** Opening INPUT block **
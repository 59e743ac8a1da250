use core::result::Result;

use embedded_hal::delay::DelayNs;
use embedded_hal::spi::SpiDevice;

use log::{debug, error, trace};

use crate::config::Config;
use crate::error::Max31865Error;
use crate::registers::{
    CONFIG_FAULT_STATUS_CLEAR, CONFIG_ONE_SHOT, ONE_SHOT_CONVERSION_MS, RTD_LEN, Register,
    VBIAS_SETTLE_MS, raw_ratio, read_operations, write_operations,
};
use crate::rtd::{self, RtdParameters};

/// The blocking `MAX31865` driver.
///
/// Every method takes `&mut self` and blocks for the whole bus sequence,
/// including the settling delays, so a one-shot [`Max31865::temperature`]
/// call lasts about 75 ms.
pub struct Max31865<SPI, D>
where
    SPI: SpiDevice,
    D: DelayNs,
{
    spi: SPI,
    delay: D,
    // Configuration last set by the caller.
    config: Config,
    rtd: RtdParameters,
}

impl<SPI, D> Max31865<SPI, D>
where
    SPI: SpiDevice,
    D: DelayNs,
{
    /// Brings up a [`Max31865`] driver: takes ownership of the SPI device and
    /// the delay provider, then writes the initial configuration.
    ///
    /// # Errors
    ///
    /// Returns an error if:
    ///
    /// - The reference or nominal resistance is not a positive finite number
    /// - Writing the initial configuration fails
    pub fn begin(
        spi: SPI,
        delay: D,
        config: Config,
        rtd: RtdParameters,
    ) -> Result<Self, Max31865Error<SPI::Error>> {
        if !rtd.is_valid() {
            error!("Invalid RTD parameters: {rtd:?}");
            return Err(Max31865Error::InvalidParameters);
        }

        let mut max31865 = Self {
            spi,
            delay,
            config,
            rtd,
        };

        max31865.set_config(config).map_err(|e| match e {
            Max31865Error::Spi(e) => {
                error!("Failed to write the initial configuration");
                Max31865Error::Init(e)
            }
            e => e,
        })?;

        debug!("MAX31865 configured: {config:?}, {rtd:?}");

        Ok(max31865)
    }

    /// Releases the SPI device and the delay provider.
    ///
    /// The chip is left in its current state.
    #[must_use]
    pub fn release(self) -> (SPI, D) {
        (self.spi, self.delay)
    }

    /// Writes a configuration to the chip and caches it.
    ///
    /// # Errors
    ///
    /// Returns an error if the register write fails. The configuration is
    /// cached even in that case.
    pub fn set_config(&mut self, config: Config) -> Result<(), Max31865Error<SPI::Error>> {
        self.config = config;
        trace!("Write configuration {:#04x}", config.encode());
        self.write_register(Register::Config, &[config.encode()])
    }

    /// Reads the configuration back from the chip.
    ///
    /// # Errors
    ///
    /// Returns an error if the register read fails.
    pub fn config(&mut self) -> Result<Config, Max31865Error<SPI::Error>> {
        self.read_config_byte().map(Config::decode)
    }

    /// Returns the configuration last set with [`Max31865::set_config`],
    /// without any bus access.
    #[must_use]
    #[inline]
    pub const fn cached_config(&self) -> Config {
        self.config
    }

    /// Returns the RTD parameters given at bring-up.
    #[must_use]
    #[inline]
    pub const fn rtd_parameters(&self) -> RtdParameters {
        self.rtd
    }

    /// Clears the fault status bit of the configuration register, leaving
    /// every other bit as read.
    ///
    /// # Errors
    ///
    /// Returns an error if reading or writing the configuration register
    /// fails.
    pub fn clear_fault(&mut self) -> Result<(), Max31865Error<SPI::Error>> {
        let byte = self.read_config_byte()?;
        self.write_register(Register::Config, &[byte & !CONFIG_FAULT_STATUS_CLEAR])
    }

    /// Reads the fault status register.
    ///
    /// The byte is returned as is; see [`Faults`](crate::Faults) to decode it.
    ///
    /// # Errors
    ///
    /// Returns an error if the register read fails.
    pub fn read_fault_status(&mut self) -> Result<u8, Max31865Error<SPI::Error>> {
        let mut status = [0u8; 1];
        self.read_register(Register::FaultStatus, &mut status)?;
        Ok(status[0])
    }

    /// Performs a full acquisition and returns the 15-bit RTD ratio:
    ///
    /// 1. Enables the bias voltage and waits for it to settle, unless it is
    ///    already on
    /// 2. Triggers a one-shot conversion and waits for it to complete, unless
    ///    automatic conversions are on
    /// 3. Reads the RTD registers and drops the fault bit
    /// 4. Writes the cached configuration back
    ///
    /// # Errors
    ///
    /// Returns an error if any transaction fails. The sequence stops at the
    /// failing step and the configuration is **not** restored.
    pub fn raw_ratio(&mut self) -> Result<u16, Max31865Error<SPI::Error>> {
        let config = self.config;

        if !config.vbias {
            trace!("Enable bias voltage");
            self.write_register(Register::Config, &[config.vbias(true).encode()])?;
            self.delay.delay_ms(VBIAS_SETTLE_MS);
        }

        if !config.auto_conversion {
            trace!("Trigger one-shot conversion");
            let byte = self.read_config_byte()?;
            self.write_register(Register::Config, &[byte | CONFIG_ONE_SHOT])?;
            self.delay.delay_ms(ONE_SHOT_CONVERSION_MS);
        }

        let mut bytes = [0u8; RTD_LEN];
        self.read_register(Register::RtdMsb, &mut bytes)?;
        let raw = raw_ratio(bytes);
        trace!("RTD ratio {raw}");

        self.write_register(Register::Config, &[config.encode()])?;

        Ok(raw)
    }

    /// Performs a full acquisition and returns the RTD resistance, in ohms.
    ///
    /// # Errors
    ///
    /// Same as [`Max31865::raw_ratio`].
    pub fn resistance(&mut self) -> Result<f32, Max31865Error<SPI::Error>> {
        let raw = self.raw_ratio()?;
        Ok(rtd::resistance(raw, &self.rtd))
    }

    /// Performs a full acquisition and returns the temperature, in degrees
    /// Celsius.
    ///
    /// # Notes
    ///
    /// An open or shorted RTD still produces a temperature. Check
    /// [`Max31865::read_fault_status`] before trusting an unexpected value.
    ///
    /// # Errors
    ///
    /// Same as [`Max31865::raw_ratio`].
    pub fn temperature(&mut self) -> Result<f32, Max31865Error<SPI::Error>> {
        let raw = self.raw_ratio()?;
        Ok(rtd::temperature(raw, &self.rtd))
    }

    fn read_config_byte(&mut self) -> Result<u8, Max31865Error<SPI::Error>> {
        let mut byte = [0u8; 1];
        self.read_register(Register::Config, &mut byte)?;
        Ok(byte[0])
    }

    fn write_register(
        &mut self,
        register: Register,
        data: &[u8],
    ) -> Result<(), Max31865Error<SPI::Error>> {
        let address = [register.write_address()];
        self.spi
            .transaction(&mut write_operations(&address, data))
            .map_err(|e| {
                error!("Failed to write register {register:?}");
                Max31865Error::Spi(e)
            })
    }

    fn read_register(
        &mut self,
        register: Register,
        buffer: &mut [u8],
    ) -> Result<(), Max31865Error<SPI::Error>> {
        let address = [register.read_address()];
        self.spi
            .transaction(&mut read_operations(&address, buffer))
            .map_err(|e| {
                error!("Failed to read register {register:?}");
                Max31865Error::Spi(e)
            })
    }
}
** Closing INPUT block **
YOUR INSTRUCTIONS:
How many of the lines above contain "Result"? Give the number by itself.

RESPONSE BELOW:
12